Die Verhandlungen zwischen Freulers Beraterseite und Bologna ziehen sich hin. Die Schätzungen gehen dahin, dass ein gewisser Abstand in den Gehaltsvorstellungen besteht. Aber Tedesco scheint entschlossen, den Poker zu spielen. Vielleicht auch, um die Verhandlungsposition zu verbessern oder um zu zeigen, dass er sich nicht von Gerüchten über italienische und arabische Interessenten beeinflussen lässt.

Doch es gibt ein weiteres Problem: Jhon Lucumi. Während Freuler das Herzstück des Mittelfelds verkörpern könnte, stellt sich die Frage, ob Lucumi in Tedescos Plänen überhaupt eine Rolle spielt. Der neue Coach scheint einen Spieler zu suchen, der sowohl defensiv stabil als auch taktisch flexibel ist – jemand wie Freuler eben. Lucumi hat diese Eigenschaften zwar bewiesen, aber sein Abgang scheint unausweichlich, insbesondere angesichts des Interesses englischer und italienischer Vereine.

Taktische flexibilität: 3-4-3 oder 4-2-3-1?

Taktische flexibilität: 3-4-3 oder 4-2-3-1?

Tedesco ist bekannt für seine taktische Variabilität. Er hat in seiner Karriere sowohl mit einer Vierer- als auch mit einer Dreierabwehrkette gearbeitet. Im Falle einer Dreierkette wäre ein linker Verteidiger unerlässlich – Fedde Leysen vom Union SG steht dabei hoch im Kurs. Eine Variante mit einem 3-4-2-1 oder 3-4-1-2 ist ebenso denkbar, mit einem zentralen Spielmacher oder zwei offensiven Mittelfeldspielern hinter der Spitze. Auch eine Umstellung auf ein 3-4-3 mit Orsolini und Bernabe (und natürlich Rowe und Cambiaghi) an den Flügeln wäre denkbar, sollte sich die Möglichkeit bieten, dass die beiden nicht in die Premier League oder die Türkei wechseln.

Seine bevorzugte Formation ist jedoch das 4-2-3-1, in dem ein Spielmacher hinter den Spitzen agiert – ähnlich wie bei De Bruyne in Belgien.

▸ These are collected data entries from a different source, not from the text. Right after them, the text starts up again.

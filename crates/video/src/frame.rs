//! This module declares [Frame], the owned image that backends decode into and
//! that the [FrameCache](crate::cache::FrameCache) keeps copies of.

mod dimensions;
mod pixel;

use std::collections::TryReserveError;
use std::ops::Index;
use std::slice::Chunks;

use thiserror::Error;

pub use dimensions::*;
pub use pixel::*;

/// One decoded image. A [Frame] owns its pixel storage outright, so copies
/// never alias each other.
///
/// A frame is either *filled* (it has [Dimensions] and exactly
/// `dimensions.area()` pixels) or *empty* (it has no dimensions and no pixel
/// storage, see [Self::clear]).
///
/// Equality is based purely on content: two frames are equal when their
/// dimensions and pixels are.
#[derive(Debug, Clone, Default, PartialEq, Eq, Hash)]
pub struct Frame {
    pixels: Vec<Pixel>,
    dimensions: Option<Dimensions>,
}

impl Frame {
    /// Creates a new frame with all pixels set to `fill_pixel`.
    pub fn from_fill(dimensions: Dimensions, fill_pixel: Pixel) -> Self {
        Self {
            pixels: vec![fill_pixel; dimensions.area()],
            dimensions: Some(dimensions),
        }
    }

    /// Like [Self::from_fill], but an error is returned instead of aborting
    /// when the pixel buffer can't be allocated.
    pub fn try_from_fill(
        dimensions: Dimensions,
        fill_pixel: Pixel,
    ) -> Result<Self, TryReserveError> {
        let mut pixels = Vec::new();
        pixels.try_reserve_exact(dimensions.area())?;
        pixels.resize(dimensions.area(), fill_pixel);

        Ok(Self {
            pixels,
            dimensions: Some(dimensions),
        })
    }

    /// Creates a new frame with all pixels set to [Pixel::BLACK].
    pub fn new(dimensions: Dimensions) -> Self {
        Self::from_fill(dimensions, Pixel::BLACK)
    }

    /// An empty frame (no dimensions, no storage).
    pub const fn empty() -> Self {
        Self {
            pixels: Vec::new(),
            dimensions: None,
        }
    }

    /// Tries to create a new frame, returning an error if
    /// `pixels.len() != dimensions.area()`.
    pub fn from_pixels(pixels: Vec<Pixel>, dimensions: Dimensions) -> Result<Self, FrameSizeError> {
        if pixels.len() != dimensions.area() {
            return Err(FrameSizeError {
                dimensions,
                expected: dimensions.area(),
                actual: pixels.len(),
            });
        }

        Ok(Self {
            pixels,
            dimensions: Some(dimensions),
        })
    }

    /// Tries to create a frame from tightly packed RGBA bytes, returning an
    /// error if `data.len() != dimensions.area() * 4`.
    pub fn from_rgba_bytes(data: &[u8], dimensions: Dimensions) -> Result<Self, FrameSizeError> {
        if data.len() != dimensions.area() * size_of::<Pixel>() {
            return Err(FrameSizeError {
                dimensions,
                expected: dimensions.area(),
                actual: data.len() / size_of::<Pixel>(),
            });
        }

        let pixels = data
            .chunks_exact(size_of::<Pixel>())
            .map(|chunk| Pixel::from_rgba(chunk[0], chunk[1], chunk[2], chunk[3]))
            .collect();

        Ok(Self {
            pixels,
            dimensions: Some(dimensions),
        })
    }

    /// The dimensions of this frame, or [None] if it's [empty](Self::is_empty).
    pub const fn dimensions(&self) -> Option<Dimensions> {
        self.dimensions
    }

    /// Whether this frame has no pixel storage.
    pub const fn is_empty(&self) -> bool {
        self.dimensions.is_none()
    }

    /// A reference to the underlying pixels (in row-major order).
    pub fn pixels(&self) -> &[Pixel] {
        &self.pixels
    }

    /// An iterator over rows of pixels in the frame. Empty frames have no rows.
    pub fn pixel_rows(&self) -> Chunks<'_, Pixel> {
        let width = self.dimensions.map_or(1, |d| d.width());
        self.pixels.chunks(width)
    }

    /// Sets all pixels in the frame to be `fill_pixel`.
    pub fn fill(&mut self, fill_pixel: Pixel) {
        self.pixels.fill(fill_pixel);
    }

    /// Makes `self` a deep copy of `src_frame`.
    ///
    /// The existing pixel allocation is reused whenever it's large enough, so
    /// copying between same-sized frames never allocates.
    pub fn copy_from(&mut self, src_frame: &Frame) {
        self.pixels.clear();
        self.pixels.extend_from_slice(&src_frame.pixels);
        self.dimensions = src_frame.dimensions;
    }

    /// Releases this frame's pixel storage, leaving it [empty](Self::is_empty).
    pub fn clear(&mut self) {
        self.pixels = Vec::new();
        self.dimensions = None;
    }
}

/// Use the `[]` operator to get a reference to a row from the frame.
impl Index<usize> for Frame {
    type Output = [Pixel];

    fn index(&self, index: usize) -> &Self::Output {
        self.pixel_rows()
            .nth(index)
            .expect("Index shouldn't be out of bounds.")
    }
}

/// Indicates that a pixel buffer was the wrong length for its dimensions.
#[derive(Error, Debug, Clone, Copy, PartialEq, Eq)]
#[error("A {dimensions} frame needs {expected} pixels but {actual} were provided.")]
pub struct FrameSizeError {
    pub dimensions: Dimensions,
    pub expected: usize,
    pub actual: usize,
}

#[cfg(test)]
mod tests {
    use super::*;

    fn dims(width: usize, height: usize) -> Dimensions {
        Dimensions::new(width, height).unwrap()
    }

    #[test]
    fn copy_from_is_a_deep_copy() {
        let src = Frame::from_fill(dims(2, 2), Pixel::WHITE);
        let mut dest = Frame::new(dims(2, 2));

        dest.copy_from(&src);
        assert_eq!(dest, src);

        dest.fill(Pixel::BLACK);
        assert_eq!(src.pixels(), &[Pixel::WHITE; 4]);
    }

    #[test]
    fn copy_from_adopts_new_dimensions() {
        let src = Frame::from_fill(dims(3, 1), Pixel::WHITE);
        let mut dest = Frame::new(dims(1, 1));

        dest.copy_from(&src);
        assert_eq!(dest.dimensions(), Some(dims(3, 1)));
        assert_eq!(dest.pixels().len(), 3);
    }

    #[test]
    fn clear_releases_storage() {
        let mut frame = Frame::new(dims(8, 8));
        frame.clear();

        assert!(frame.is_empty());
        assert!(frame.pixels().is_empty());
        assert_eq!(frame, Frame::empty());
        assert_eq!(frame.pixel_rows().count(), 0);

        // Clearing twice is fine.
        frame.clear();
        assert!(frame.is_empty());
    }

    #[test]
    fn fallible_fill_matches_fill() {
        assert_eq!(
            Frame::try_from_fill(dims(3, 2), Pixel::WHITE).unwrap(),
            Frame::from_fill(dims(3, 2), Pixel::WHITE)
        );
    }

    #[test]
    fn oversized_fills_fail_instead_of_aborting() {
        assert!(Frame::try_from_fill(dims(1 << 30, 1 << 30), Pixel::BLACK).is_err());
    }

    #[test]
    fn buffers_must_match_dimensions() {
        assert!(Frame::from_pixels(vec![Pixel::BLACK; 5], dims(2, 2)).is_err());
        assert!(Frame::from_rgba_bytes(&[0; 15], dims(2, 2)).is_err());

        let frame = Frame::from_rgba_bytes(&[1, 2, 3, 4, 5, 6, 7, 8], dims(2, 1)).unwrap();
        assert_eq!(frame[0][1], Pixel::from_rgba(5, 6, 7, 8));
    }
}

Bernardeschi könnte diese Rolle übernehmen, oder man muss abwarten, ob Odgaard die Erwartungen des neuen Trainers erfüllt. Eines ist jedoch klar: Bologna braucht einen Spieler von Weltklasseformat, der das Spiel lenken kann. Und Domenico Tedesco wird alles daran setzen, diesen Spieler zu behalten – Remo Freuler.

Die Zahlen sprechen für sich: Tedesco hat einen Vertrag bis 2028 plus einer Option für ein weiteres Jahr und erhält für diese Zeit einen Gehalt von zwei Millionen Euro plus Boni. Ein klares Signal, dass der Verein große Ambitionen hat und bereit ist, in einen Kader zu investieren, der sowohl taktisch flexibel als auch individuell stark ist.